De acordo com o Bhagavad-gita, os seres humanos que não indagam sobre sua natureza metafísica, superior, são compelidos pela lei do karma a continuar o ciclo de nascimentos, mortes e renascimentos, aparecendo ora como humanos, ora como animais, ora como plantas e insetos.

 

Nossa existência no mundo material deve-se às múltiplas reações kármicas dessa vida e das anteriores, e o corpo humano fornece a única saída através da qual a alma materialmente condicionada pode escapar.
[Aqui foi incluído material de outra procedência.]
use crate::config::{PhysicsConfig, SimulationConfig, WorldConfig};
use crate::physics::{self, integrate, pull_toward, repulsive_contact_force};

/// Summary of a single tick's execution.
#[derive(Debug, Clone, Default, PartialEq, Eq, Serialize)]
pub struct TickSummary {
    /// Simulation time of the tick.
    pub elapsed_ms: u64,
    /// Raw events in the batch.
    pub events: usize,
    /// Projects created by this tick.
    pub projects_created: usize,
    /// Authors created by this tick.
    pub authors_created: usize,
    /// Contributions created by this tick.
    pub contributions_created: usize,
    /// Contributions dropped for age.
    pub contributions_expired: usize,
    /// Authors dropped for inactivity.
    pub authors_evicted: usize,
    /// Live authors after the tick.
    pub authors: usize,
    /// Projects after the tick.
    pub projects: usize,
    /// Live contributions after the tick.
    pub contributions: usize,
}

/// The next snapshot and what happened while building it.
#[derive(Debug, Clone)]
pub struct TickResult {
    /// The new world snapshot.
    pub world: World,
    /// Counters for logging and the observer.
    pub summary: TickSummary,
}

/// Execute one tick: build the snapshot that follows `world` after `batch`.
///
/// Batches must be applied in the order the scheduler emitted them.
pub fn advance(world: &World, batch: &TickBatch, config: &SimulationConfig) -> TickResult {
    let now = batch.elapsed_ms;
    let mut next = world.clone();
    let mut summary = TickSummary {
        elapsed_ms: now,
        events: batch.events.len(),
        ..TickSummary::default()
    };

    // --- Stage 1: Apply events ---
    apply_events(&mut next, batch, &config.world, &mut summary);

    // --- Stage 2: Expire contributions ---
    summary.contributions_expired = expire_contributions(&mut next, now, &config.world);

    // --- Stage 3: Decay authors ---
    summary.authors_evicted = decay_authors(&mut next, now, &config.world);

    // --- Stage 4: Decay projects ---
    decay_projects(&mut next, now, &config.world);

    // --- Stages 5-6: Motion ---
    let dt = config.world.tick_interval_ms as f64;
    move_projects(&mut next, dt, &config.world, &config.physics);
    move_authors(&mut next, dt, &config.physics);

    // --- Stage 7: Stamp ---
    next.ts = now;
    next.real_world_ts = Some(batch.real_world_ts);

    debug_check_invariants(&next, &config.world);

    summary.authors = next.authors.len();
    summary.projects = next.projects.len();
    summary.contributions = next.contributions.len();

    if summary.authors_created > 0 || summary.projects_created > 0 || summary.authors_evicted > 0 {
        debug!(
            elapsed_ms = now,
            authors_created = summary.authors_created,
            projects_created = summary.projects_created,
            authors_evicted = summary.authors_evicted,
            "World population changed"
        );
    }

    TickResult {
        world: next,
        summary,
    }
}

/// Stage 1: create missing entities, then coalesce and apply contributions.
fn apply_events(world: &mut World, batch: &TickBatch, cfg: &WorldConfig, summary: &mut TickSummary) {
    let now = batch.elapsed_ms;

    // (author, project) -> event count, in order of first occurrence.
    let mut groups: IndexMap<(&str, &str), u32> = IndexMap::new();
    for event in &batch.events {
        if ensure_project(world, &event.project, now, cfg) {
            summary.projects_created = summary.projects_created.saturating_add(1);
        }
        if ensure_author(world, &event.author, &event.project, now, cfg) {
            summary.authors_created = summary.authors_created.saturating_add(1);
        }
        let count = groups
            .entry((event.author.as_str(), event.project.as_str()))
            .or_insert(0);
        *count = count.saturating_add(1);
    }

    for ((author_name, project_name), count) in groups {
        debug_assert!(
            world.projects.contains_key(project_name) && world.authors.contains_key(author_name),
            "entities are created before their contributions"
        );
        let contribution = Contribution::new(
            author_name,
            project_name,
            count.min(cfg.max_contribution_size),
            now,
        );
        let size = f64::from(contribution.size);

        if let Some(project) = world.projects.get_mut(project_name) {
            project.size += size;
            project.last_active_at = contribution.started;
        }

        if let Some(author) = world.authors.get_mut(author_name) {
            author.last_contributions.push(contribution.clone());
            let excess = author
                .last_contributions
                .len()
                .saturating_sub(cfg.author_history_len);
            author.last_contributions.drain(..excess);
            author.momentum += size.max(cfg.min_momentum_increase_per_contribution);
        }

        world.contributions.push(contribution);
        summary.contributions_created = summary.contributions_created.saturating_add(1);
    }
}

/// Create `name` if unknown. Returns whether a project was created.
///
/// New projects fan out on a circle around the origin, a sixth of a turn
/// apart, starting straight up.
fn ensure_project(world: &mut World, name: &str, now: u64, cfg: &WorldConfig) -> bool {
    if world.projects.contains_key(name) {
        return false;
    }
    let existing = world.projects.len() as f64;
    let pos = polar_to_cart(Polar {
        a: PI / 2.0 + PI / 3.0 * existing,
        r: cfg.project_placement_radius,
    });
    world.projects.insert(
        name.to_owned(),
        Project {
            key: Project::render_key(name, now),
            name: name.to_owned(),
            pos,
            speed: Vec2::ZERO,
            size: 0.0,
            last_active_at: now,
            started: now,
        },
    );
    true
}

/// Create author `name` if unknown. Returns whether an author was created.
///
/// New authors appear on the outer circle, on the bearing of the project
/// that introduced them.
fn ensure_author(world: &mut World, name: &str, project: &str, now: u64, cfg: &WorldConfig) -> bool {
    if world.authors.contains_key(name) {
        return false;
    }
    let bearing = world
        .projects
        .get(project)
        .map_or(0.0, |p| cart_to_polar(p.pos).a);
    let pos = polar_to_cart(Polar {
        a: bearing,
        r: cfg.new_author_radius,
    });
    world.authors.insert(
        name.to_owned(),
        Author {
            key: Author::render_key(name, now),
            name: name.to_owned(),
            pos,
            speed: Vec2::ZERO,
            momentum: 0.0,
            rotation: 0.0,
            last_contributions: Vec::new(),
            last_active_at: now,
            started: now,
        },
    );
    true
}

/// Stage 2. Returns the number of expired contributions.
fn expire_contributions(world: &mut World, now: u64, cfg: &WorldConfig) -> usize {
    let before = world.contributions.len();
    world
        .contributions
        .retain(|c| c.age(now) < cfg.contribution_lifespan_ms);
    before.saturating_sub(world.contributions.len())
}

/// Stage 3. Returns the number of evicted authors.
fn decay_authors(world: &mut World, now: u64, cfg: &WorldConfig) -> usize {
    let before = world.authors.len();
    world.authors.retain(|_, author| {
        let momentum = (author.momentum - cfg.author_momentum_decrease_per_tick)
            .clamp(0.0, cfg.max_author_momentum);
        author.momentum = momentum;
        author.rotation += momentum;
        if momentum > 0.0 {
            author.last_active_at = now;
        }
        now.saturating_sub(author.last_active_at) < cfg.author_inactivity_timeout_ms
    });
    before.saturating_sub(world.authors.len())
}

/// Stage 4.
fn decay_projects(world: &mut World, now: u64, cfg: &WorldConfig) {
    for project in world.projects.values_mut() {
        let size = (project.size - cfg.project_size_decrease_per_tick)
            .clamp(0.0, cfg.max_project_size);
        project.size = size;
        if size > 0.0 {
            project.last_active_at = now;
        }
    }
}

/// Stage 5. Every project reads the others' positions from before the move.
fn move_projects(world: &mut World, dt: f64, cfg: &WorldConfig, physics: &PhysicsConfig) {
    let visible_size = |size: f64| physics::visible_project_size(size, cfg.max_project_size, physics);
    let bodies: Vec<(Vec2, f64)> = world
        .projects
        .values()
        .map(|p| (p.pos, visible_size(p.size)))
        .collect();

    for (idx, project) in world.projects.values_mut().enumerate() {
        let own_size = visible_size(project.size);
        let mut acceleration = pull_toward(project.pos, Vec2::ZERO, physics.force_to_center);
        for (other_idx, &(other_pos, other_size)) in bodies.iter().enumerate() {
            if other_idx != idx {
                acceleration +=
                    repulsive_contact_force(project.pos, other_pos, own_size, other_size, physics);
            }
        }
        (project.pos, project.speed) =
            integrate(project.pos, project.speed, acceleration, dt, physics);
    }
}

/// Stage 6. Authors read projects after their move and other authors from
/// before theirs.
fn move_authors(world: &mut World, dt: f64, physics: &PhysicsConfig) {
    let projects = &world.projects;
    let positions: Vec<Vec2> = world.authors.values().map(|a| a.pos).collect();

    for (idx, author) in world.authors.values_mut().enumerate() {
        let target = author.latest_project().map_or(Vec2::ZERO, |name| {
            debug_assert!(projects.contains_key(name), "projects are never evicted");
            projects.get(name).map_or(Vec2::ZERO, |p| p.pos)
        });
        let mut acceleration =
            pull_toward(author.pos, target, physics.force_to_project).scale(author.momentum);

        let polar = cart_to_polar(author.pos);
        if polar.r < physics.authors_radius {
            acceleration += polar_to_cart(Polar {
                a: polar.a,
                r: physics.force_author_away,
            });
        }

        for (other_idx, &other_pos) in positions.iter().enumerate() {
            if other_idx != idx {
                acceleration += repulsive_contact_force(
                    author.pos,
                    other_pos,
                    physics.author_visible_size,
                    physics.author_visible_size,
                    physics,
                );
            }
        }
        (author.pos, author.speed) = integrate(author.pos, author.speed, acceleration, dt, physics);
    }
}

/// Bounds every snapshot must satisfy. A failure is a caller bug (bad config
/// or corrupted input), never a condition to clamp away.
fn debug_check_invariants(world: &World, cfg: &WorldConfig) {
    for author in world.authors.values() {
        debug_assert!(
            (0.0..=cfg.max_author_momentum).contains(&author.momentum),
            "author {} momentum {} out of bounds",
            author.name,
            author.momentum
        );
        debug_assert!(author.pos.is_finite(), "author {} position not finite", author.name);
        debug_assert!(author.last_contributions.len() <= cfg.author_history_len);
    }
    for project in world.projects.values() {
        debug_assert!(
            (0.0..=cfg.max_project_size).contains(&project.size),
            "project {} size {} out of bounds",
            project.name,
            project.size
        );
        debug_assert!(project.pos.is_finite(), "project {} position not finite", project.name);
    }
}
Utilizando apropriadamente a forma humana de vida, pode-se resolver todos os problemas da vida (nascimento, velhice, morte) e quebrar o ciclo interminável de reencarnações. Se, entretanto, uma alma, tendo se desenvolvido até a plataforma humana, desperdiça sua vida ocupando-se unicamente em atividades para o prazer dos sentidos, ela pode facilmente criar karma suficiente nessa vida atual para manter-se enredada num ciclo de nascimentos e mortes por milhares e milhares de vidas. E talvez nem todas elas sejam humanas.

 

O Senhor Krsna diz: “Os tolos não podem entender como a entidade viva pode deixar seu corpo, tampouco podem compreender que espécie de corpo ela desfruta sob o encanto dos modos da natureza. Mas aqueles cujos olhos estão treinados em conhecimento podem ver tudo isso. O transcendentalista esforçado, que está situado em autorrealização, pode ver tudo isso claramente. Mas aqueles que não estão situados em autorrealização não podem ver o que está ocorrendo, embora eles possam tentá-lo.”

 

Uma alma afortunada o bastante para obter um corpo humano deve se esforçar seriamente pela autorrealização, por entender os princípios da reencarnação e libertar-se de repetidos nascimentos e mortes. Isto não podemos deixar de fazer.